Energy that flowed from him to Sarah, then back to him,
the circuit never ending. Through their link came the sensation of Richard’s lips caressing her cheek, her temple, her mouth. Sarah kissed him back, absorbing his grief and anger over Jeff. His concern for the council’s hasty plans to attack the center complex.
“You came back to me.” His mind stroked hers. “When I couldn’t feel you after the dream matrix dissolved, I thought I’d lost you.”
“For a while.” The tears Sarah had been holding back flooded their link. “A part of me wanted to stay lost between the dream and here. To hide again.”
“I know, love,” he said. His understanding and hearing him say “love” healed her as nothing else could. “I’m so sorry I couldn’t protect you from—”
“The truth?”
She needed him to tell her it had all been just a horrible nightmare. But she knew he couldn’t. And she couldn’t let him.
“My child’s been taught to kill, just like I was.” Sarah’s mind sank deeper into the fantasy of her head nestled in the crook of Richard’s shoulder.
“But you’re not a killer, Sarah.” The warmth of his voice, his breath on her cheek, made her long to be lying naked in his arms beneath forest moonlight.
“I was going to kill Jeff,” she said, “once he’d made the decision to shoot Trinity.”
“He put us all at risk. He lost his perspective on what our order was created to do. He—”
“He was your second-in-command. Your best friend is dead because of me. You killed him to save my daughter.”
“Stopping him and the threat he’d become to the psychic realm was my job.” Richard’s conviction that he’d done the right thing was as real and as heartbreaking as his acceptance of
his parents’ deaths. “Your family is the Brotherhood’s future, you and other powerful legacies we need to join us. The council may not be able to control you, but they can’t stop the center without you. They’ll grow to trust you once they know the whole story.”
“They’ve neutralized my mind. At least they tried to. They don’t want my help.”
“They don’t have a choice. Give them time to realize that. Because of you, they know who Trinity is and how she’s being used against us.”
“Because I failed to control the dream while she attacked our team.”
“Watchers aren’t perfect. Missions fail. But you’re still fighting. You found me. You’re unpredictable and flawed and dangerously powerful, just like your daughter. But you’ve become everything a Watcher should be, Sarah. You’re everything I’ve dreamed of.”
His kiss and his confidence feathered through their connection. Desire burst to life. It felt as if the sun had risen just beyond their closed eyes, the light growing brighter by the second, banishing the last remnants of a winter’s nightmare. Sarah clung to their link. He was Rick again in their stolen moment, and he would never abandon her.
She was still terrified of losing the amazing feeling of him in her mind.

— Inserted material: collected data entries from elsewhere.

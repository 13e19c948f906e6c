//! Application layer - Handlers.
//!
//! This layer orchestrates domain operations and coordinates between ports.

pub mod handlers;

pub use handlers::{BridgeError, BridgeHandler, BridgeOutcome, BridgeSettings};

She was still afraid to believe in this kind of perfection when the Brotherhood and the center and even Trinity were doing everything they could to destroy the world Sarah finally wanted to live in. But she’d been right to seek him out, to trust him when she still wasn’t sure she could trust anything the council said or what they’d do next. There was nowhere else she wanted to be, she realized, except fighting by Richard’s side.
Within their shared consciousness, she inched away, breathing deeply.
“What do we do now?” She sent her awareness deeper, joining his mind and hers with the Brotherhood. “I can feel the council preparing for battle. Do they know what happened in the dream? An attack on the center complex may be exactly what Trinity’s handlers want. Do they know what she’s capable of if I can’t reach her again and get her to stop?”